- Exercise goal:
Find every line below that contains the word "BaseRepository" and copy it out.

Saved entries:
"""

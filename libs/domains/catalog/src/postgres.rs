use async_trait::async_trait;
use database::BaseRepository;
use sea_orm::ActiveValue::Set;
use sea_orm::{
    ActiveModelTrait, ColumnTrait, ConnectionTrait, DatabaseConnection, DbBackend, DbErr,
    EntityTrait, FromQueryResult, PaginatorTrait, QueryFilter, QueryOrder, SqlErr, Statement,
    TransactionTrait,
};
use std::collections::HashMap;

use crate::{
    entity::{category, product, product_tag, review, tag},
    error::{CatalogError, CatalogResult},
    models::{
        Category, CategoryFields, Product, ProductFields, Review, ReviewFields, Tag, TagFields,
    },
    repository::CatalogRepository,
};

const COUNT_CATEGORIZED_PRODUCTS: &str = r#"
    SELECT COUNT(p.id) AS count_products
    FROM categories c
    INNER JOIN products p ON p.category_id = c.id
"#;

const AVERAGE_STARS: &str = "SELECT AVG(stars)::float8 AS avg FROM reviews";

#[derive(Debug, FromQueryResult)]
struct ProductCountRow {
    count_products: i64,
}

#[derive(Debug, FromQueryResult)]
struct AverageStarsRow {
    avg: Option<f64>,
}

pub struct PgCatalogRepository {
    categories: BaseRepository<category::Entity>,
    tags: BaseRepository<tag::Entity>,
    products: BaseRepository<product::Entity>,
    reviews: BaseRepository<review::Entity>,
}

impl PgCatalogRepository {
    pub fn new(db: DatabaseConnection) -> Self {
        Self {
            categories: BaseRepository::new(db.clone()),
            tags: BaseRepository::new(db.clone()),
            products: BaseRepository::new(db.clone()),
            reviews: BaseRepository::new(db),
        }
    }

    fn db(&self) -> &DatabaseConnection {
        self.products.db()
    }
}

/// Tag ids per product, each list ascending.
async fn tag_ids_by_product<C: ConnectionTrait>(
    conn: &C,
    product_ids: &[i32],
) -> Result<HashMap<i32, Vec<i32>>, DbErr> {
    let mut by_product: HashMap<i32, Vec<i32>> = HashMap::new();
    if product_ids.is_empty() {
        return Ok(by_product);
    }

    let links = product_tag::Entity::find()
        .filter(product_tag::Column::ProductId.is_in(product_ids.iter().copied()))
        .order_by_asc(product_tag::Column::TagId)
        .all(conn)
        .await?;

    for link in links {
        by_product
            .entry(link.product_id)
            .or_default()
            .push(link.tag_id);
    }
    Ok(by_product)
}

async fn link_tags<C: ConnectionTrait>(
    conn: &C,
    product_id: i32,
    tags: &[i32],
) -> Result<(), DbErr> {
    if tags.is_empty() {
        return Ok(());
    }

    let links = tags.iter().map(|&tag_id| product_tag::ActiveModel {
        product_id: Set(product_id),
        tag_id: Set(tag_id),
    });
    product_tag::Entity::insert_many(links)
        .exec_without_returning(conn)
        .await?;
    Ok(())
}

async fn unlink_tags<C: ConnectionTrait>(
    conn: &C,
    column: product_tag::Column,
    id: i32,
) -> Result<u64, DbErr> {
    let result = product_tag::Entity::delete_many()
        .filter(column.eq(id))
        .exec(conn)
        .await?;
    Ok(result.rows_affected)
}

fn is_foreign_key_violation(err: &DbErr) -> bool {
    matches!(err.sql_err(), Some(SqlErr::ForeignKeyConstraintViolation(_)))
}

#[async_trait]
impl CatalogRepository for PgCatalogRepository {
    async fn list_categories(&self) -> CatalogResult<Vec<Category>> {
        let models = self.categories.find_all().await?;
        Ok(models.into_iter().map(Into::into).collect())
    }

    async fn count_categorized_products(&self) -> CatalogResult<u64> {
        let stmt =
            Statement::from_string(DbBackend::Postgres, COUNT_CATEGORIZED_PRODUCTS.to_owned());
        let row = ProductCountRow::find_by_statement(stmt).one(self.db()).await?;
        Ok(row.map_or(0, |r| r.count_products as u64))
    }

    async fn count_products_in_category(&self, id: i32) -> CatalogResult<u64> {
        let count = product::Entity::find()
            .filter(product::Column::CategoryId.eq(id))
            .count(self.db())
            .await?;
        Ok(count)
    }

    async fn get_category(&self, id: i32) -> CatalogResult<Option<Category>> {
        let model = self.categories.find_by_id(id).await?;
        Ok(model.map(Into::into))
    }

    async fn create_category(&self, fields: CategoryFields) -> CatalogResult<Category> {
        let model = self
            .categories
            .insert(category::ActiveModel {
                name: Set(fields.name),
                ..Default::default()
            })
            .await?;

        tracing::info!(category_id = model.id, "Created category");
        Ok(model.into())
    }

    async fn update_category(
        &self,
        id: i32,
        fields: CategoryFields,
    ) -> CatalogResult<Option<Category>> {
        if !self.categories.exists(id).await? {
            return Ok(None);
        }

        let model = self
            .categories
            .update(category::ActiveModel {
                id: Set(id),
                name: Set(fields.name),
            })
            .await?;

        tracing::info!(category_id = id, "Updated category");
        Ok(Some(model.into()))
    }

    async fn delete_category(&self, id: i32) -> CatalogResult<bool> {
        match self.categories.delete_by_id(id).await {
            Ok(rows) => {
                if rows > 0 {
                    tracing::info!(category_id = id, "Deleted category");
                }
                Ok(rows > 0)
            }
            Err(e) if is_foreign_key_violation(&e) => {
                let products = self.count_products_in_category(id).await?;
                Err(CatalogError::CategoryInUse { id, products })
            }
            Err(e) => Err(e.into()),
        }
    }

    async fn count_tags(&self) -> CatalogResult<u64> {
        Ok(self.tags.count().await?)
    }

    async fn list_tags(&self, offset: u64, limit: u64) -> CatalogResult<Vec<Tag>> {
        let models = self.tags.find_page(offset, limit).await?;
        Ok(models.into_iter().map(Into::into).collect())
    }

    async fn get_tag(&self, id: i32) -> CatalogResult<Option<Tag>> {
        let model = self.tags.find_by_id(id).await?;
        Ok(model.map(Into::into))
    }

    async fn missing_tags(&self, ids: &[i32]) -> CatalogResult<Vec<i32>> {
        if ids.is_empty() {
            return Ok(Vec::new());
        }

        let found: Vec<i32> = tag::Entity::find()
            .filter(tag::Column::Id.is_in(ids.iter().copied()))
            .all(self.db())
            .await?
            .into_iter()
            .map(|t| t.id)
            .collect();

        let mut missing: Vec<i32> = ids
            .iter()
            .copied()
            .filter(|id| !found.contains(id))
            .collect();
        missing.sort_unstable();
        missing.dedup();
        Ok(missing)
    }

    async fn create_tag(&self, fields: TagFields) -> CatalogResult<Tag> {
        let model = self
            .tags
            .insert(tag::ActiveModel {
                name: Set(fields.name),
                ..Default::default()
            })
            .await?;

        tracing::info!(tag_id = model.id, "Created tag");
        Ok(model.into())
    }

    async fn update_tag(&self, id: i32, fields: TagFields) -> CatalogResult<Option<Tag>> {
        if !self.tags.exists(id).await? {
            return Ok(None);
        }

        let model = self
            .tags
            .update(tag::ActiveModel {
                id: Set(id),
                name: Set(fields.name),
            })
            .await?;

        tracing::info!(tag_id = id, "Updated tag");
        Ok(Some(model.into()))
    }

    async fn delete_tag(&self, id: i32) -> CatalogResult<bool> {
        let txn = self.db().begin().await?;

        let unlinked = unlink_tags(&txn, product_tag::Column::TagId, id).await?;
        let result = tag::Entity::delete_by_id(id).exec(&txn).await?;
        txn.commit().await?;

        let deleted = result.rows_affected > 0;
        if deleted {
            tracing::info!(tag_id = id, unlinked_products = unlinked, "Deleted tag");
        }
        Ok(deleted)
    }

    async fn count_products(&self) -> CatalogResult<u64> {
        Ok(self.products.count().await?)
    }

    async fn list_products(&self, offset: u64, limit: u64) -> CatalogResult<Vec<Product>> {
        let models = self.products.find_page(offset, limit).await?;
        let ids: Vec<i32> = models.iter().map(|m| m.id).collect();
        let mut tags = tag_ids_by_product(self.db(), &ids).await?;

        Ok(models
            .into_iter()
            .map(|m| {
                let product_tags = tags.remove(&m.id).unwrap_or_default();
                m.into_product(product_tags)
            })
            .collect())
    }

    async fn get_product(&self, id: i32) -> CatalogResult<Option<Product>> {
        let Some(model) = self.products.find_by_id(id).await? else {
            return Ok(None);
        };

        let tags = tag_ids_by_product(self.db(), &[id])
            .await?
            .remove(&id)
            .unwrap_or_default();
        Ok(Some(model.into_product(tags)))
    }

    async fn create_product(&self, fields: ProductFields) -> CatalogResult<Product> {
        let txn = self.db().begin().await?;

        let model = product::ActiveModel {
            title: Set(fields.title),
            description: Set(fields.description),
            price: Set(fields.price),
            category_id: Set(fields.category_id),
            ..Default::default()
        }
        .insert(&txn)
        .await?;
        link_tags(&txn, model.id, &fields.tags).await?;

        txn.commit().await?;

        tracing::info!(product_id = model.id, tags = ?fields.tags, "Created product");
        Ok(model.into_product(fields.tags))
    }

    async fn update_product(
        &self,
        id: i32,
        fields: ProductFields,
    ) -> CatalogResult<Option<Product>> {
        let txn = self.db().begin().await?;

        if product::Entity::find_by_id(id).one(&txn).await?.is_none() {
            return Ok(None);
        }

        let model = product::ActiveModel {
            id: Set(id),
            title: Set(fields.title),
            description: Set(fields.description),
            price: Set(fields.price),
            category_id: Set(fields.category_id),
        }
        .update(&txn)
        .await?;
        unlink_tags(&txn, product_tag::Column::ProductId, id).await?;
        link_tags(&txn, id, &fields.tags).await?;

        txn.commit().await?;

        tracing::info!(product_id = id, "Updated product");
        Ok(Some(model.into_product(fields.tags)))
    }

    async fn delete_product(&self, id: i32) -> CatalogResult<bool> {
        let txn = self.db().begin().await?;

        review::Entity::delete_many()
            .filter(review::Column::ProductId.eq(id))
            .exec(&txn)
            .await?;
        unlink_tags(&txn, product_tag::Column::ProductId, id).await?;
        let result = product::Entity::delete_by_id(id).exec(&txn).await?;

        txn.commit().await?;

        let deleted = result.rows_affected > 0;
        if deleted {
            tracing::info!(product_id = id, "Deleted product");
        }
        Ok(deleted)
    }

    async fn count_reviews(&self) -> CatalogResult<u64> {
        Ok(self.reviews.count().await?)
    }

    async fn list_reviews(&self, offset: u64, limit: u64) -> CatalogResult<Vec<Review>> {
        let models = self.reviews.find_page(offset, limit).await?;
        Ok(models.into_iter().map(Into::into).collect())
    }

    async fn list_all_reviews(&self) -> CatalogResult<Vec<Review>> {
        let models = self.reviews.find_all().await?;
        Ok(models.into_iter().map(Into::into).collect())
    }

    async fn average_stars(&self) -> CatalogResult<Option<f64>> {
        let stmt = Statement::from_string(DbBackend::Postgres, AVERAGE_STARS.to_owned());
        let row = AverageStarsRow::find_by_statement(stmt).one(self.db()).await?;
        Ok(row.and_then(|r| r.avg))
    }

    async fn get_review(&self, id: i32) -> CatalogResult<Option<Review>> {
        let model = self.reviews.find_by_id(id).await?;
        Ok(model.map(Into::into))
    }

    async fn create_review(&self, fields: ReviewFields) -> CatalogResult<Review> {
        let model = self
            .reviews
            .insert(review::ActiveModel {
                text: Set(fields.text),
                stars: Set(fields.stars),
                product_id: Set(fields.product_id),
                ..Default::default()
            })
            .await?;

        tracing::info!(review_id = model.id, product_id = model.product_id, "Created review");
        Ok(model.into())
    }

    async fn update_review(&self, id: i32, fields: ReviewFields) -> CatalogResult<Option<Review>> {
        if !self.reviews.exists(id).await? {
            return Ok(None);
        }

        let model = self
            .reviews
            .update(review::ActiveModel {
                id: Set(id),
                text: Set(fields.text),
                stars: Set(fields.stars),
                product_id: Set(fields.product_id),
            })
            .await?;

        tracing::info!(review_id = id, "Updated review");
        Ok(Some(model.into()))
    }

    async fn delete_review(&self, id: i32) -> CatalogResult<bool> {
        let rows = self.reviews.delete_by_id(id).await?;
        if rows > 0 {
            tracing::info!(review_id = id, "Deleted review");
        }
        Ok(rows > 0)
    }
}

"""

- Solution below:
use database::BaseRepository;
    categories: BaseRepository<category::Entity>,
    tags: BaseRepository<tag::Entity>,
    products: BaseRepository<product::Entity>,
    reviews: BaseRepository<review::Entity>,
            categories: BaseRepository::new(db.clone()),
            tags: BaseRepository::new(db.clone()),
            products: BaseRepository::new(db.clone()),
            reviews: BaseRepository::new(db),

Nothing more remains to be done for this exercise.